[Opening Records supplied section]

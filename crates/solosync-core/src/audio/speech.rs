//! Spoken announcements.
//!
//! Announcements are cancel-and-replace: a new announcement first silences
//! whatever is still being spoken, and a pending delayed announcement is
//! dropped if anything else is announced or cancelled before it fires.

use std::process::{Child, Command, Stdio};
use std::sync::atomic::{AtomicU64, Ordering};
use std::sync::{Arc, Mutex, MutexGuard};
use std::time::Duration;

use tracing::{debug, warn};

use super::{spawn_delayed, CueSwitch};
use crate::error::ResourceError;
use crate::storage::SpeechConfig;

/// Platform text-to-speech.
pub trait SpeechBackend: Send {
    /// False when the platform has no usable speech capability.
    fn is_available(&self) -> bool;

    /// Start speaking `text`. Must not block until speech ends.
    fn speak(&mut self, text: &str) -> Result<(), ResourceError>;

    /// Stop any utterance in progress.
    fn cancel(&mut self);
}

type SharedBackend = Arc<Mutex<Box<dyn SpeechBackend>>>;

fn lock(backend: &SharedBackend) -> MutexGuard<'_, Box<dyn SpeechBackend>> {
    backend.lock().unwrap_or_else(|poisoned| poisoned.into_inner())
}

/// Speaks phase-change cues through a [`SpeechBackend`].
#[derive(Clone)]
pub struct Announcer {
    backend: SharedBackend,
    enabled: CueSwitch,
    /// Bumped on every announce/cancel; a delayed utterance only fires if
    /// the generation it was scheduled under is still current.
    generation: Arc<AtomicU64>,
}

impl Announcer {
    pub fn new(backend: Box<dyn SpeechBackend>, enabled: CueSwitch) -> Self {
        Self {
            backend: Arc::new(Mutex::new(backend)),
            enabled,
            generation: Arc::new(AtomicU64::new(0)),
        }
    }

    /// Cancel whatever is being spoken and speak `text` after `delay`.
    ///
    /// No-op when announcements are disabled, `text` is blank, or the
    /// platform cannot speak.
    pub fn announce(&self, text: &str, delay: Duration) {
        if !self.enabled.is_on() || text.trim().is_empty() {
            debug!(text, "announcement skipped");
            return;
        }
        if !lock(&self.backend).is_available() {
            debug!(text, "announcement skipped, speech unavailable");
            return;
        }

        let scheduled = self.generation.fetch_add(1, Ordering::SeqCst) + 1;
        lock(&self.backend).cancel();

        let backend = Arc::clone(&self.backend);
        let generation = Arc::clone(&self.generation);
        let enabled = self.enabled.clone();
        let text = text.to_string();
        spawn_delayed(delay, move || {
            if generation.load(Ordering::SeqCst) != scheduled || !enabled.is_on() {
                debug!(%text, "announcement superseded before it fired");
                return;
            }
            debug!(%text, "speaking");
            if let Err(e) = lock(&backend).speak(&text) {
                warn!("announcement failed: {e}");
            }
        });
    }

    /// Silence speech now and drop any pending announcement.
    pub fn cancel(&self) {
        self.generation.fetch_add(1, Ordering::SeqCst);
        lock(&self.backend).cancel();
    }
}

impl std::fmt::Debug for Announcer {
    fn fmt(&self, f: &mut std::fmt::Formatter<'_>) -> std::fmt::Result {
        f.debug_struct("Announcer")
            .field("enabled", &self.enabled.is_on())
            .finish()
    }
}

/// Speech through an external synthesizer process (`espeak-ng`, `say`).
///
/// Each utterance is one child process; cancelling kills it.
#[derive(Debug)]
pub struct CommandSpeech {
    program: Option<String>,
    args: Vec<String>,
    current: Option<Child>,
    available: bool,
}

impl CommandSpeech {
    pub fn new(program: impl Into<String>, args: Vec<String>) -> Self {
        Self {
            program: Some(program.into()),
            args,
            current: None,
            available: true,
        }
    }

    /// Configured command, or the platform default.
    pub fn from_config(config: &SpeechConfig) -> Self {
        let program = config.command.clone().or_else(Self::platform_default);
        Self {
            available: program.is_some(),
            program,
            args: config.args.clone(),
            current: None,
        }
    }

    fn platform_default() -> Option<String> {
        if cfg!(target_os = "macos") {
            Some("say".into())
        } else if cfg!(target_os = "linux") {
            Some("espeak-ng".into())
        } else {
            None
        }
    }
}

impl SpeechBackend for CommandSpeech {
    fn is_available(&self) -> bool {
        self.available
    }

    fn speak(&mut self, text: &str) -> Result<(), ResourceError> {
        let Some(program) = self.program.clone() else {
            return Err(ResourceError::SpeechUnavailable);
        };
        self.cancel();
        let child = Command::new(&program)
            .args(&self.args)
            .arg(text)
            .stdin(Stdio::null())
            .stdout(Stdio::null())
            .stderr(Stdio::null())
            .spawn();
        match child {
            Ok(child) => {
                self.current = Some(child);
                Ok(())
            }
            Err(e) if e.kind() == std::io::ErrorKind::NotFound => {
                warn!("speech command '{program}' not found, announcements disabled");
                self.available = false;
                Err(ResourceError::SpeechUnavailable)
            }
            Err(e) => Err(ResourceError::Speech(e.to_string())),
        }
    }

    fn cancel(&mut self) {
        if let Some(mut child) = self.current.take() {
            if let Ok(None) = child.try_wait() {
                let _ = child.kill();
            }
            let _ = child.wait();
        }
    }
}

impl Drop for CommandSpeech {
    fn drop(&mut self) {
        self.cancel();
    }
}

#[cfg(test)]
pub(crate) mod testing {
    use std::sync::{Arc, Mutex};

    use super::*;

    #[derive(Debug, Clone, PartialEq, Eq)]
    pub enum SpeechCall {
        Speak(String),
        Cancel,
    }

    /// Backend that records calls instead of speaking.
    #[derive(Clone)]
    pub struct ScriptedSpeech {
        pub available: bool,
        pub calls: Arc<Mutex<Vec<SpeechCall>>>,
    }

    impl ScriptedSpeech {
        pub fn new(available: bool) -> Self {
            Self {
                available,
                calls: Arc::new(Mutex::new(Vec::new())),
            }
        }

        pub fn spoken(&self) -> Vec<String> {
            self.calls
                .lock()
                .unwrap()
                .iter()
                .filter_map(|c| match c {
                    SpeechCall::Speak(text) => Some(text.clone()),
                    SpeechCall::Cancel => None,
                })
                .collect()
        }

        pub fn calls(&self) -> Vec<SpeechCall> {
            self.calls.lock().unwrap().clone()
        }
    }

    impl SpeechBackend for ScriptedSpeech {
        fn is_available(&self) -> bool {
            self.available
        }

        fn speak(&mut self, text: &str) -> Result<(), ResourceError> {
            self.calls
                .lock()
                .unwrap()
                .push(SpeechCall::Speak(text.to_string()));
            Ok(())
        }

        fn cancel(&mut self) {
            self.calls.lock().unwrap().push(SpeechCall::Cancel);
        }
    }
}

#[cfg(test)]
mod tests {
    use super::testing::{ScriptedSpeech, SpeechCall};
    use super::*;

    fn announcer(speech: &ScriptedSpeech, on: bool) -> Announcer {
        Announcer::new(Box::new(speech.clone()), CueSwitch::new(on))
    }

    #[test]
    fn announce_cancels_then_speaks() {
        let speech = ScriptedSpeech::new(true);
        announcer(&speech, true).announce("Starting drill: Drives", Duration::ZERO);
        assert_eq!(
            speech.calls(),
            vec![
                SpeechCall::Cancel,
                SpeechCall::Speak("Starting drill: Drives".into())
            ]
        );
    }

    #[test]
    fn disabled_empty_or_unavailable_is_noop() {
        let speech = ScriptedSpeech::new(true);
        announcer(&speech, false).announce("Rest", Duration::ZERO);
        announcer(&speech, true).announce("   ", Duration::ZERO);
        assert!(speech.calls().is_empty());

        let mute = ScriptedSpeech::new(false);
        announcer(&mute, true).announce("Rest", Duration::ZERO);
        assert!(mute.calls().is_empty());
    }

    #[test]
    fn newer_announcement_drops_pending_one() {
        let speech = ScriptedSpeech::new(true);
        let a = announcer(&speech, true);

        a.announce("first", Duration::from_millis(80));
        a.announce("second", Duration::ZERO);
        std::thread::sleep(Duration::from_millis(250));

        assert_eq!(speech.spoken(), vec!["second".to_string()]);
    }

    #[test]
    fn cancel_drops_pending_announcement() {
        let speech = ScriptedSpeech::new(true);
        let a = announcer(&speech, true);

        a.announce("later", Duration::from_millis(50));
        a.cancel();
        std::thread::sleep(Duration::from_millis(200));

        assert!(speech.spoken().is_empty());
    }

    #[test]
    fn missing_program_marks_backend_unavailable() {
        let mut speech = CommandSpeech::new("solosync-no-such-speech-binary", Vec::new());
        assert!(speech.is_available());
        assert_eq!(speech.speak("hello"), Err(ResourceError::SpeechUnavailable));
        assert!(!speech.is_available());
    }
}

[Closing Records supplied section]

## Work to be completed
Exact reproduction is required: output the lines from the start of the entries above through the line with "is still current.".

## The completed task
filename crates/solosync-core/src/audio/speech.rs
//! Spoken announcements.
//!
//! Announcements are cancel-and-replace: a new announcement first silences
//! whatever is still being spoken, and a pending delayed announcement is
//! dropped if anything else is announced or cancelled before it fires.

use std::process::{Child, Command, Stdio};
use std::sync::atomic::{AtomicU64, Ordering};
use std::sync::{Arc, Mutex, MutexGuard};
use std::time::Duration;

use tracing::{debug, warn};

use super::{spawn_delayed, CueSwitch};
use crate::error::ResourceError;
use crate::storage::SpeechConfig;

/// Platform text-to-speech.
pub trait SpeechBackend: Send {
    /// False when the platform has no usable speech capability.
    fn is_available(&self) -> bool;

    /// Start speaking `text`. Must not block until speech ends.
    fn speak(&mut self, text: &str) -> Result<(), ResourceError>;

    /// Stop any utterance in progress.
    fn cancel(&mut self);
}

type SharedBackend = Arc<Mutex<Box<dyn SpeechBackend>>>;

fn lock(backend: &SharedBackend) -> MutexGuard<'_, Box<dyn SpeechBackend>> {
    backend.lock().unwrap_or_else(|poisoned| poisoned.into_inner())
}

/// Speaks phase-change cues through a [`SpeechBackend`].
#[derive(Clone)]
pub struct Announcer {
    backend: SharedBackend,
    enabled: CueSwitch,
    /// Bumped on every announce/cancel; a delayed utterance only fires if
    /// the generation it was scheduled under is still current.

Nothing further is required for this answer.